All news

Press review: China’s leader to be president for life and Crimea to run navy torpedo tests

Top stories in the Russian press on Tuesday, February 27
China's President Xi Jinping Kham/Pool Photo via AP
China's President Xi Jinping
© Kham/Pool Photo via AP


Kommersant: China’s proposed constitutional changes pave way for Xi Jinping’s indefinite rule

China is gearing up to endorse the largest package of constitutional changes since 2004 that is aimed at reshaping the country ideologically in line with the vision of General Secretary of the ruling Communist Party Xi Jinping, Kommersant business daily writes on Tuesday. The amendments will be discussed at the three-day meeting of the Communist Party’s Central Committee that began on Monday in Beijing and will be adopted on March 5 at the Chinese parliament’s session.

On the 40th anniversary of launching the Reforms and Openness policy of prominent Chinese politician Deng Xiaoping, the Communist Party will abolish many key regulations that have ensured China’s prosperity for many years. The crucial change will be scrapping presidential term limits, which were included in the constitution in 1982. This will pave the way for Xi Jinping, 64, to rule the country indefinitely.
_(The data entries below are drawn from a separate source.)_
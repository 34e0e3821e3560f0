//! Parameterized statement construction.
//!
//! Identifiers are interpolated into statement text and must have passed
//! [`validate_identifier`] when the schema was loaded; values are always
//! bound as `?` parameters.

use super::SqlValue;

/// A statement ready for execution.
#[derive(Debug, Clone, PartialEq)]
pub struct Statement {
    /// Statement text with `?` placeholders.
    pub sql: String,
    /// Parameters in placeholder order.
    pub params: Vec<SqlValue>,
}

impl Statement {
    /// Builds `INSERT INTO table (cols) VALUES (?, ...)`.
    #[must_use]
    pub fn insert(table: &str, columns: Vec<(String, SqlValue)>) -> Self {
        let (names, params): (Vec<_>, Vec<_>) = columns.into_iter().unzip();
        let marks = vec!["?"; names.len()].join(", ");
        Self {
            sql: format!("INSERT INTO {table} ({}) VALUES ({marks})", names.join(", ")),
            params,
        }
    }

    /// Builds `UPDATE table SET c = ?, ... WHERE id_column = ?`.
    #[must_use]
    pub fn update(table: &str, sets: Vec<(String, SqlValue)>, id_column: &str, id: SqlValue) -> Self {
        let (names, mut params): (Vec<_>, Vec<_>) = sets.into_iter().unzip();
        let assignments: Vec<_> = names.iter().map(|n| format!("{n} = ?")).collect();
        params.push(id);
        Self {
            sql: format!(
                "UPDATE {table} SET {} WHERE {id_column} = ?",
                assignments.join(", ")
            ),
            params,
        }
    }

    /// Builds `DELETE FROM table WHERE id_column = ?`.
    #[must_use]
    pub fn delete(table: &str, id_column: &str, id: SqlValue) -> Self {
        Self {
            sql: format!("DELETE FROM {table} WHERE {id_column} = ?"),
            params: vec![id],
        }
    }

    /// Renders the statement with parameters substituted, for logging only.
    #[must_use]
    pub fn render(&self) -> String {
        let mut out = String::with_capacity(self.sql.len());
        let mut params = self.params.iter();
        for ch in self.sql.chars() {
            if ch == '?' {
                match params.next() {
                    Some(p) => out.push_str(&p.to_string()),
                    None => out.push('?'),
                }
            } else {
                out.push(ch);
            }
        }
        out
    }
}

/// Builder for `SELECT` statements over one table and optional joins.
#[derive(Debug, Clone)]
pub struct SelectBuilder {
    table: String,
    columns: Vec<String>,
    joins: Vec<String>,
    conditions: Vec<String>,
    params: Vec<SqlValue>,
    order: Option<String>,
}

impl SelectBuilder {
    /// Starts a select from `table`.
    #[must_use]
    pub fn new(table: &str) -> Self {
        Self {
            table: table.to_string(),
            columns: Vec::new(),
            joins: Vec::new(),
            conditions: Vec::new(),
            params: Vec::new(),
            order: None,
        }
    }

    /// Adds a select expression as-is.
    #[must_use]
    pub fn expr(mut self, expr: impl Into<String>) -> Self {
        self.columns.push(expr.into());
        self
    }

    /// Adds `table.column` for every column.
    #[must_use]
    pub fn columns<'a>(mut self, qualifier: &str, columns: impl IntoIterator<Item = &'a str>) -> Self {
        for c in columns {
            self.columns.push(format!("{qualifier}.{c}"));
        }
        self
    }

    /// Adds `LEFT OUTER JOIN other alias ON table.local = alias.foreign`.
    #[must_use]
    pub fn left_join(mut self, other: &str, alias: &str, local: &str, foreign: &str) -> Self {
        self.joins.push(format!(
            "LEFT OUTER JOIN {other} {alias} ON {}.{local} = {alias}.{foreign}",
            self.table
        ));
        self
    }

    /// Adds `table.column = ?`.
    #[must_use]
    pub fn where_eq(mut self, column: &str, value: SqlValue) -> Self {
        self.conditions.push(format!("{}.{column} = ?", self.table));
        self.params.push(value);
        self
    }

    /// Adds `table.column IS NULL`.
    #[must_use]
    pub fn where_null(mut self, column: &str) -> Self {
        self.conditions.push(format!("{}.{column} IS NULL", self.table));
        self
    }

    /// Adds `table.column IN (?, ...)`.
    #[must_use]
    pub fn where_in(mut self, column: &str, values: Vec<SqlValue>) -> Self {
        let marks = vec!["?"; values.len()].join(", ");
        self.conditions.push(format!("{}.{column} IN ({marks})", self.table));
        self.params.extend(values);
        self
    }

    /// Sets the `ORDER BY` clause. Unqualified columns refer to the main table.
    #[must_use]
    pub fn order_by(mut self, order: Option<&str>) -> Self {
        self.order = order.map(str::to_string);
        self
    }

    /// Builds the statement.
    #[must_use]
    pub fn build(self) -> Statement {
        let mut sql = format!("SELECT {} FROM {}", self.columns.join(", "), self.table);
        for join in &self.joins {
            sql.push(' ');
            sql.push_str(join);
        }
        if !self.conditions.is_empty() {
            sql.push_str(" WHERE ");
            sql.push_str(&self.conditions.join(" AND "));
        }
        if let Some(order) = &self.order {
            let terms: Vec<_> = order
                .split(',')
                .map(|term| {
                    let term = term.trim();
                    if term.contains('.') {
                        term.to_string()
                    } else {
                        format!("{}.{term}", self.table)
                    }
                })
                .collect();
            sql.push_str(" ORDER BY ");
            sql.push_str(&terms.join(", "));
        }
        Statement {
            sql,
            params: self.params,
        }
    }
}

/// Checks that `name` is a plain or schema-qualified SQL identifier.
///
/// # Errors
///
/// Returns a description of the problem.
pub fn validate_identifier(name: &str) -> Result<(), String> {
    if name.is_empty() {
        return Err("empty identifier".to_string());
    }
    for part in name.split('.') {
        let mut chars = part.chars();
        let first_ok = chars
            .next()
            .is_some_and(|c| c.is_ascii_alphabetic() || c == '_');
        if !first_ok || !chars.all(|c| c.is_ascii_alphanumeric() || c == '_' || c == '$') {
            return Err(format!("invalid identifier: {name:?}"));
        }
    }
    Ok(())
}

/// Checks an `ORDER BY` clause: identifiers with optional `ASC`/`DESC`.
///
/// # Errors
///
/// Returns a description of the problem.
pub fn validate_order(order: &str) -> Result<(), String> {
    for term in order.split(',') {
        let mut words = term.split_whitespace();
        match words.next() {
            Some(col) => validate_identifier(col)?,
            None => return Err(format!("invalid order clause: {order:?}")),
        }
        match words.next() {
            None => {}
            Some(dir) if dir.eq_ignore_ascii_case("asc") || dir.eq_ignore_ascii_case("desc") => {}
            Some(_) => return Err(format!("invalid order clause: {order:?}")),
        }
        if words.next().is_some() {
            return Err(format!("invalid order clause: {order:?}"));
        }
    }
    Ok(())
}

/// Quotes a string as an SQL literal, doubling single quotes.
#[must_use]
pub fn quote_literal(s: &str) -> String {
    format!("'{}'", s.replace('\'', "''"))
}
The proposed changes have evoked a mixed response in China, Kommersant writes. The Chinese leader’s supporters say ten years would not be enough to implement the reforms he proposed, while opponents claim the country might go down the path towards a dictatorship.

At the meeting, the party will also discuss economic reforms and decide on who will head the country’s central bank.

"What is happening now means that many political rules introduced at the beginning of the reforms at the initiative of Deng Xiaoping are no longer relevant for modern-day China," Igor Denisov, senior research fellow at the Center for East Asian and SCO Studies at MGIMO told Kommersant.


Izvestia: Russian Navy to test cutting-edge torpedoes off Crimea’s coast

This year, Russia’s Defense Ministry will resume testing naval missile and torpedo weapons off Crimea’s coast near Feodosia and for this objective the Black Sea Fleet will receive the Viktor Cherokov special vessel, Izvestia writes. Experts say the Russian Navy is in dire need of a firing range in an offshore zone not situated in a frigid climate.

The first testing of new missiles and torpedoes in the Black Sea is expected during the second half of 2018, sources told the paper.

The Feodosia firing ground used to be a major site for testing armaments of the Russian Navy during the Soviet era, including new torpedoes and anti-submarine bombs. It is located in an underwater dead volcano area and has a unique deep depth landscape. Now naval drills, involving ships and submarines of the Black Sea, and live fire exercises are conducted there.

Naval armaments expert Alexander Mozgovoy told the paper that the Black Sea is the best place for accommodating the key testing ground for the Russian Navy and it is important to restore the Feodosia testing ground.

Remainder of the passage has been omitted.